BEGIN RECORDS TO USE

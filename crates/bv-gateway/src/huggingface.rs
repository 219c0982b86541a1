//! Hugging Face Inference API text generation.

use async_trait::async_trait;
use reqwest::Client;
use serde::{Deserialize, Serialize};
use std::time::Duration;

use crate::error::ProviderError;
use crate::http::{build_client, join_url, post_json};
use crate::provider::RewriteProvider;
use crate::request::{clean_output, RewriteRequest};

const MAX_NEW_TOKENS: u32 = 512;
const TEMPERATURE: f32 = 0.7;

#[derive(Debug, Clone)]
pub struct HuggingFaceProvider {
    name: String,
    base_url: String,
    model: String,
    api_key: String,
    client: Client,
}

impl HuggingFaceProvider {
    pub fn new(
        name: impl Into<String>,
        base_url: impl Into<String>,
        model: impl Into<String>,
        api_key: impl Into<String>,
        timeout: Duration,
    ) -> Result<Self, ProviderError> {
        Ok(Self {
            name: name.into(),
            base_url: base_url.into(),
            model: model.into(),
            api_key: api_key.into(),
            client: build_client(timeout)?,
        })
    }
}

#[async_trait]
impl RewriteProvider for HuggingFaceProvider {
    fn name(&self) -> &str {
        &self.name
    }

    async fn attempt(&self, request: &RewriteRequest<'_>) -> Result<String, ProviderError> {
        let inputs = request.instruction_prompt();
        let payload = GenerationRequest {
            inputs: &inputs,
            parameters: GenerationParameters {
                max_new_tokens: MAX_NEW_TOKENS,
                temperature: TEMPERATURE,
                return_full_text: false,
            },
        };
        let url = join_url(&self.base_url, &format!("models/{}", self.model));
        let response: GenerationResponse =
            post_json(&self.client, &url, &self.api_key, &[], &payload).await?;

        let generated = response.into_text().ok_or_else(|| {
            ProviderError::payload("response did not contain generated_text")
        })?;
        // Some deployments ignore return_full_text and echo the prompt.
        let generated = generated.strip_prefix(inputs.as_str()).unwrap_or(&generated);
        let cleaned = clean_output(generated);
        if cleaned.is_empty() {
            return Err(ProviderError::payload("generated text was empty"));
        }
        Ok(cleaned)
    }
}

#[derive(Debug, Serialize)]
struct GenerationRequest<'a> {
    inputs: &'a str,
    parameters: GenerationParameters,
}

#[derive(Debug, Serialize)]
struct GenerationParameters {
    max_new_tokens: u32,
    temperature: f32,
    return_full_text: bool,
}

#[derive(Debug, Deserialize)]
struct Generation {
    generated_text: Option<String>,
}

#[derive(Debug, Deserialize)]
#[serde(untagged)]
enum GenerationResponse {
    Batch(Vec<Generation>),
    Single(Generation),
}

impl GenerationResponse {
    fn into_text(self) -> Option<String> {
        match self {
            Self::Batch(items) => items.into_iter().find_map(|g| g.generated_text),
            Self::Single(g) => g.generated_text,
        }
    }
}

END RECORDS TO USE

ABOUT THIS EXERCISE
Filter the data above down to lines with the word "model", and copy them.

EXERCISE OUTPUT
    model: String,
        model: impl Into<String>,
            model: model.into(),
        let url = join_url(&self.base_url, &format!("models/{}", self.model));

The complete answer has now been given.